**WHAT YOU WILL DO:** Transcribe the listing below only from the line with "pub mod pseudo_moves_queen;" up to and including the line with "use crate::chess_errors::ChessResult;".
=== Section Start ===
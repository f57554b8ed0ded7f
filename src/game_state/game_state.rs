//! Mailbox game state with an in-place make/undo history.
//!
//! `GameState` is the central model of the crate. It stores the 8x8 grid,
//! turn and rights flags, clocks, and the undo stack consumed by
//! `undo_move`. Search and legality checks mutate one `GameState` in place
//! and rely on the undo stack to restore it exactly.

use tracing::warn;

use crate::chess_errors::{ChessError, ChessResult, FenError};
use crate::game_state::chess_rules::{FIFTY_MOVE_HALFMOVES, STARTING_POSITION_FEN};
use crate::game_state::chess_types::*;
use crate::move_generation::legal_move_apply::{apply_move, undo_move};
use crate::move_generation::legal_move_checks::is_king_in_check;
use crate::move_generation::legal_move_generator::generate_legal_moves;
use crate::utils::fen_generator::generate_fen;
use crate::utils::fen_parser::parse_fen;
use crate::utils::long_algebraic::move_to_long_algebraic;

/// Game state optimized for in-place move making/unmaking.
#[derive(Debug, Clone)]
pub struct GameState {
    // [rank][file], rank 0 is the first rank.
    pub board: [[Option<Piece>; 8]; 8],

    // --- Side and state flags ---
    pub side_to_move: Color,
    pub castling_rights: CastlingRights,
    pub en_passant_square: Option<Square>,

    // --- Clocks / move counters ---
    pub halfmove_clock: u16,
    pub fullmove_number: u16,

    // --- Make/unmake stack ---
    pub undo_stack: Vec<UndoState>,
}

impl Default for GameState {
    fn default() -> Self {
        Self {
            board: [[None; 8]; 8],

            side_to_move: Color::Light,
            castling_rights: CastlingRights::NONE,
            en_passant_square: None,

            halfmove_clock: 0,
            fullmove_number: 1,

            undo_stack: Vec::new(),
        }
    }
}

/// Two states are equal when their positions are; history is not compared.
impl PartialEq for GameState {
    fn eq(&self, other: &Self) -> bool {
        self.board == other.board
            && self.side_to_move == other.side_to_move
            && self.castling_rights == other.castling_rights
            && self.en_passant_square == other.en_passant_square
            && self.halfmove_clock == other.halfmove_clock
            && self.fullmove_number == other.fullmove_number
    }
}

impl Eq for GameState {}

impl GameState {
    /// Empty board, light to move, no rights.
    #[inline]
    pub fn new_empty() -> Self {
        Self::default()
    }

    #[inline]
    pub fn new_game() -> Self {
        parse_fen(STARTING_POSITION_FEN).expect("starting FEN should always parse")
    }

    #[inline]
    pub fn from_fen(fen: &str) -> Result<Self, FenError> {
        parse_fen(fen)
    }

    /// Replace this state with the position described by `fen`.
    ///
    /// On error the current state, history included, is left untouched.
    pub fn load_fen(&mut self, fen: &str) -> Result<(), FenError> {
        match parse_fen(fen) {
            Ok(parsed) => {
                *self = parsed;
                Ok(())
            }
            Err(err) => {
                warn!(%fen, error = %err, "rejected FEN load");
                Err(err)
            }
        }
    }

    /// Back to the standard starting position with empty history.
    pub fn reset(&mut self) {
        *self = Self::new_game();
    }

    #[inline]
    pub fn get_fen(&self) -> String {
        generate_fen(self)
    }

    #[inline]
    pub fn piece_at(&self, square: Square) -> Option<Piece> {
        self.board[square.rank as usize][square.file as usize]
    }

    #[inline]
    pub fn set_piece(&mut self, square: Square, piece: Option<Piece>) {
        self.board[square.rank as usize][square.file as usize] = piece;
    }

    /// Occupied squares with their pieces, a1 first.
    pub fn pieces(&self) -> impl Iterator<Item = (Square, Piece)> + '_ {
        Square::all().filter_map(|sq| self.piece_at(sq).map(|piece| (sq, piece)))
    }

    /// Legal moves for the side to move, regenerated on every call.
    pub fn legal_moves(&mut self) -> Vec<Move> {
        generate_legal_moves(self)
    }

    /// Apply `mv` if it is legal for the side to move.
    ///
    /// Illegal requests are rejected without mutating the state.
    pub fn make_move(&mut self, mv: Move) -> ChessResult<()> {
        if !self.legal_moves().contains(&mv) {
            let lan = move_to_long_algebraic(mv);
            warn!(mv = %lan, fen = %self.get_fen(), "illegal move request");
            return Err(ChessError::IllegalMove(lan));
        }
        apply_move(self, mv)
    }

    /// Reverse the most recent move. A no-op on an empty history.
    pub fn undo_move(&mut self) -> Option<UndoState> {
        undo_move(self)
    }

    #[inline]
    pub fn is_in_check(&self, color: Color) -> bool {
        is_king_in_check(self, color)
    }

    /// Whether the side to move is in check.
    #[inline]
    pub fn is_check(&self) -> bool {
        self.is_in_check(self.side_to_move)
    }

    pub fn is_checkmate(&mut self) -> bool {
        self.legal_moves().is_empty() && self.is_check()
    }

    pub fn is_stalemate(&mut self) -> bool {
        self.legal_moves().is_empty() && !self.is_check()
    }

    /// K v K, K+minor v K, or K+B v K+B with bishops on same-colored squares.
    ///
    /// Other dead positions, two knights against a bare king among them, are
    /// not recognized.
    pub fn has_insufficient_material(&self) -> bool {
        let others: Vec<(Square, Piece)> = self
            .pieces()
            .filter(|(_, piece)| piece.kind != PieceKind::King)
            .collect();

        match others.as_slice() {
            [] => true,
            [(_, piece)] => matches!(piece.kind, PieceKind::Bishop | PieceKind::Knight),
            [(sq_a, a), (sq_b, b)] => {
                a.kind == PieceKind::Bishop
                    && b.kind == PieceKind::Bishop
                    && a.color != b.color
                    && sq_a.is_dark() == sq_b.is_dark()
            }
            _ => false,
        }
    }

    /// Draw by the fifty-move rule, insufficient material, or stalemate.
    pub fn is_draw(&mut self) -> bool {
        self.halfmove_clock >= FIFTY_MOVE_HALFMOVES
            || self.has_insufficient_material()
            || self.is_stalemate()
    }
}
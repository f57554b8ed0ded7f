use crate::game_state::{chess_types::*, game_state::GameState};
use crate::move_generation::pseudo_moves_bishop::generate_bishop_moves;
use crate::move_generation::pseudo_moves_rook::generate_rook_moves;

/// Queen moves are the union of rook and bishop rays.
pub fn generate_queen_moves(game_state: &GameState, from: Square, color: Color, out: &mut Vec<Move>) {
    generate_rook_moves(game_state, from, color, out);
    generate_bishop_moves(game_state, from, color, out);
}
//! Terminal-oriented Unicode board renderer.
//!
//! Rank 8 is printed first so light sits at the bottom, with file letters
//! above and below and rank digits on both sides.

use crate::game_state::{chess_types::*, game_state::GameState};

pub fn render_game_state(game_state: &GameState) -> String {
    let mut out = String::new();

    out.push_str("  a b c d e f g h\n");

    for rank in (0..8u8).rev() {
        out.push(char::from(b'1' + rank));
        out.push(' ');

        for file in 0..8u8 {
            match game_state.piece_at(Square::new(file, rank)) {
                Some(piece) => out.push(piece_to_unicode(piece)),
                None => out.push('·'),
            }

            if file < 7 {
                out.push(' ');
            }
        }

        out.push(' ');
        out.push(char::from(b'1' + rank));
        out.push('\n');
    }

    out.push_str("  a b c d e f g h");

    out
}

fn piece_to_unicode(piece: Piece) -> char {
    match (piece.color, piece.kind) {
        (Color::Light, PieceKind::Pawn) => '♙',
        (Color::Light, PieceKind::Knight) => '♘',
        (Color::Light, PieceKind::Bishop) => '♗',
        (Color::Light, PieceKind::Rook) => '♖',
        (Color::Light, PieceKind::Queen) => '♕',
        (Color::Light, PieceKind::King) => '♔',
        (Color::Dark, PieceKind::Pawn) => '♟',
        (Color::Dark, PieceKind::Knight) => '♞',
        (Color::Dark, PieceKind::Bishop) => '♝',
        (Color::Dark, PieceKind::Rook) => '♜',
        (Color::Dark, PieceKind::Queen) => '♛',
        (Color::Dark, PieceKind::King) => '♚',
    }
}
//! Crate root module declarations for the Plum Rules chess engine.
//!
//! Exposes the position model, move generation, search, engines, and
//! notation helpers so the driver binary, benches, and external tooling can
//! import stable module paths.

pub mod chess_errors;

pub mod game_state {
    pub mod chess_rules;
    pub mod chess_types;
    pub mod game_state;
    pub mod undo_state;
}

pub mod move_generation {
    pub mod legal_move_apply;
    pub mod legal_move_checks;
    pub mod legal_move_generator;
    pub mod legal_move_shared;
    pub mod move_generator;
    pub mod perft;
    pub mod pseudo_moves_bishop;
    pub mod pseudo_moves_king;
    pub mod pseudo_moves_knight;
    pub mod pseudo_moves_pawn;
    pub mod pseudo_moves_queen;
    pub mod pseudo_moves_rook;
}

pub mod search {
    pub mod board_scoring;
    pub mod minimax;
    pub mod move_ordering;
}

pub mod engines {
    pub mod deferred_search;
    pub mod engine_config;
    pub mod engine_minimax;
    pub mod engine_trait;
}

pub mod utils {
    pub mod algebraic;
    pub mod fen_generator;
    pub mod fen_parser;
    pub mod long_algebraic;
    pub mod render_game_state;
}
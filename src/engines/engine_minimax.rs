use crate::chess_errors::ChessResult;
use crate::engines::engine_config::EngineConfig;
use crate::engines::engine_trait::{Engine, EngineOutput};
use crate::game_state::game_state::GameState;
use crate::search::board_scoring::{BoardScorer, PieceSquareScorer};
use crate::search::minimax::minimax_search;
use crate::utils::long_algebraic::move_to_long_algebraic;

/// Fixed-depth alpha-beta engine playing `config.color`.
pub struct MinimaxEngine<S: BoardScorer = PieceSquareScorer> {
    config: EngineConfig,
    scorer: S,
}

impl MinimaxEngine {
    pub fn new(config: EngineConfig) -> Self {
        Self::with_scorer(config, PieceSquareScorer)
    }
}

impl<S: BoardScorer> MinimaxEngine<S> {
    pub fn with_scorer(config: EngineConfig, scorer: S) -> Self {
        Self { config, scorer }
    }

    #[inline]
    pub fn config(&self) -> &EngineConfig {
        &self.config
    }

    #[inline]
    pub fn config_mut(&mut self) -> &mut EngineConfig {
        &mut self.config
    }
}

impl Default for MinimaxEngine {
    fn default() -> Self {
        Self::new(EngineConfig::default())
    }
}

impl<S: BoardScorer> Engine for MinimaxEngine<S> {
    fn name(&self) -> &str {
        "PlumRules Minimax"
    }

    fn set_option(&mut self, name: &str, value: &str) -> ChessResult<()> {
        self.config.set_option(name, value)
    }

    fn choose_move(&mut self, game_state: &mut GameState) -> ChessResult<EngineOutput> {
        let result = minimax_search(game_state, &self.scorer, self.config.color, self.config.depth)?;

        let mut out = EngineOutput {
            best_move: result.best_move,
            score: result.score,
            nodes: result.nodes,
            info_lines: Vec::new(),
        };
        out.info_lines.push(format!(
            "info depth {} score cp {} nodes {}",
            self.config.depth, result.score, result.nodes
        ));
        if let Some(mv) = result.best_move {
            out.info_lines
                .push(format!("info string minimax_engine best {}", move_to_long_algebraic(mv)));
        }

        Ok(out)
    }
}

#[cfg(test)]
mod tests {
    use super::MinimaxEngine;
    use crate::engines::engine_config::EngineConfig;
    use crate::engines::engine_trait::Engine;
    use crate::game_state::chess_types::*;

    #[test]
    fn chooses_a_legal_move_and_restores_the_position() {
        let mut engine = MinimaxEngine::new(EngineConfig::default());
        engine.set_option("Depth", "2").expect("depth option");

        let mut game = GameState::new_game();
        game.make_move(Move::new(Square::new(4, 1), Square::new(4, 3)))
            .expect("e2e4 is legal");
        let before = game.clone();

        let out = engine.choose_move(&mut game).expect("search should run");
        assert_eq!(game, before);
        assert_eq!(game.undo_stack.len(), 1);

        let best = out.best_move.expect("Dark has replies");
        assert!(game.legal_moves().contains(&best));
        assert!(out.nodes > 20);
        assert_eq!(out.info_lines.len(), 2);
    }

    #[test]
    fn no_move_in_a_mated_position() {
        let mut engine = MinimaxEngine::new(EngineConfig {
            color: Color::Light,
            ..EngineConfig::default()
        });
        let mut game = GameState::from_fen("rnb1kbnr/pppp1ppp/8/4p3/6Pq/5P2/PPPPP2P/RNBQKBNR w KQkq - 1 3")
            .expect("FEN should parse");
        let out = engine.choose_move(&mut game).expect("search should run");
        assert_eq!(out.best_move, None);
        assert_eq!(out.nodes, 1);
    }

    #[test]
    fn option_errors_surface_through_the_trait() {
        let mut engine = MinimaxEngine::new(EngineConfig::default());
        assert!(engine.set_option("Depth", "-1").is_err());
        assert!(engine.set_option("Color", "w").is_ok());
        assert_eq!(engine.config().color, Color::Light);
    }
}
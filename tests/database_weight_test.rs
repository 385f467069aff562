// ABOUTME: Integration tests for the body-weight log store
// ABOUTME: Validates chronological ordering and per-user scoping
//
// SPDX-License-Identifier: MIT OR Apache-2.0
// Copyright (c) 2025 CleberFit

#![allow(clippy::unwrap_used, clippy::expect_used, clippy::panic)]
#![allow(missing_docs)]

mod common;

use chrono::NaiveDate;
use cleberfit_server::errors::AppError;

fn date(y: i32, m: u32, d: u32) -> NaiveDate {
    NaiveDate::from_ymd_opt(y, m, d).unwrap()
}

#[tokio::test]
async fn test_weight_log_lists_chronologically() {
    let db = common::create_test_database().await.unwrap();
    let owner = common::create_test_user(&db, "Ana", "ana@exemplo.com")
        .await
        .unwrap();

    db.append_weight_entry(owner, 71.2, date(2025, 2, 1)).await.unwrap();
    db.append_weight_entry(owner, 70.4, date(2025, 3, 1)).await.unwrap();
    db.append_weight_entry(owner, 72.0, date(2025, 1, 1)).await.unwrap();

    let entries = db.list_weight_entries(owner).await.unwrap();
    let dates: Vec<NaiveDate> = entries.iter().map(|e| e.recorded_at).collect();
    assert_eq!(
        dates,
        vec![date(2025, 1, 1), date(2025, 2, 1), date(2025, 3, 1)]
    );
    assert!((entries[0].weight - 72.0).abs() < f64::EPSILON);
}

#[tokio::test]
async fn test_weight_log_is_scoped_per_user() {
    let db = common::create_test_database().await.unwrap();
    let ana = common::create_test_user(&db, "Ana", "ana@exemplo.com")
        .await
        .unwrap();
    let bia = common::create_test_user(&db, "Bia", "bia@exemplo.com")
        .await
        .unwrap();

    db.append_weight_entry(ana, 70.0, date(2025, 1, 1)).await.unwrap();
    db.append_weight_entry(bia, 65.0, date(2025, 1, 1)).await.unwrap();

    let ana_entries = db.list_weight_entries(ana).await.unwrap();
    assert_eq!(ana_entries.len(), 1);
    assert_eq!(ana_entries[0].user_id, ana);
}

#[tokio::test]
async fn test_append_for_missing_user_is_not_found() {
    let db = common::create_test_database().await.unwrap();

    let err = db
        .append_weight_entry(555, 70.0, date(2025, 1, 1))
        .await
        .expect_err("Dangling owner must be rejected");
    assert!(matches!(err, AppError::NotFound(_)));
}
=== Section End ===
**EXERCISE RESULT:**
    pub mod pseudo_moves_queen;
    pub mod pseudo_moves_rook;
}

pub mod search {
    pub mod board_scoring;
    pub mod minimax;
    pub mod move_ordering;
}

pub mod engines {
    pub mod deferred_search;
    pub mod engine_config;
    pub mod engine_minimax;
    pub mod engine_trait;
}

pub mod utils {
    pub mod algebraic;
    pub mod fen_generator;
    pub mod fen_parser;
    pub mod long_algebraic;
    pub mod render_game_state;
}
filename src/engines/engine_minimax.rs
use crate::chess_errors::ChessResult;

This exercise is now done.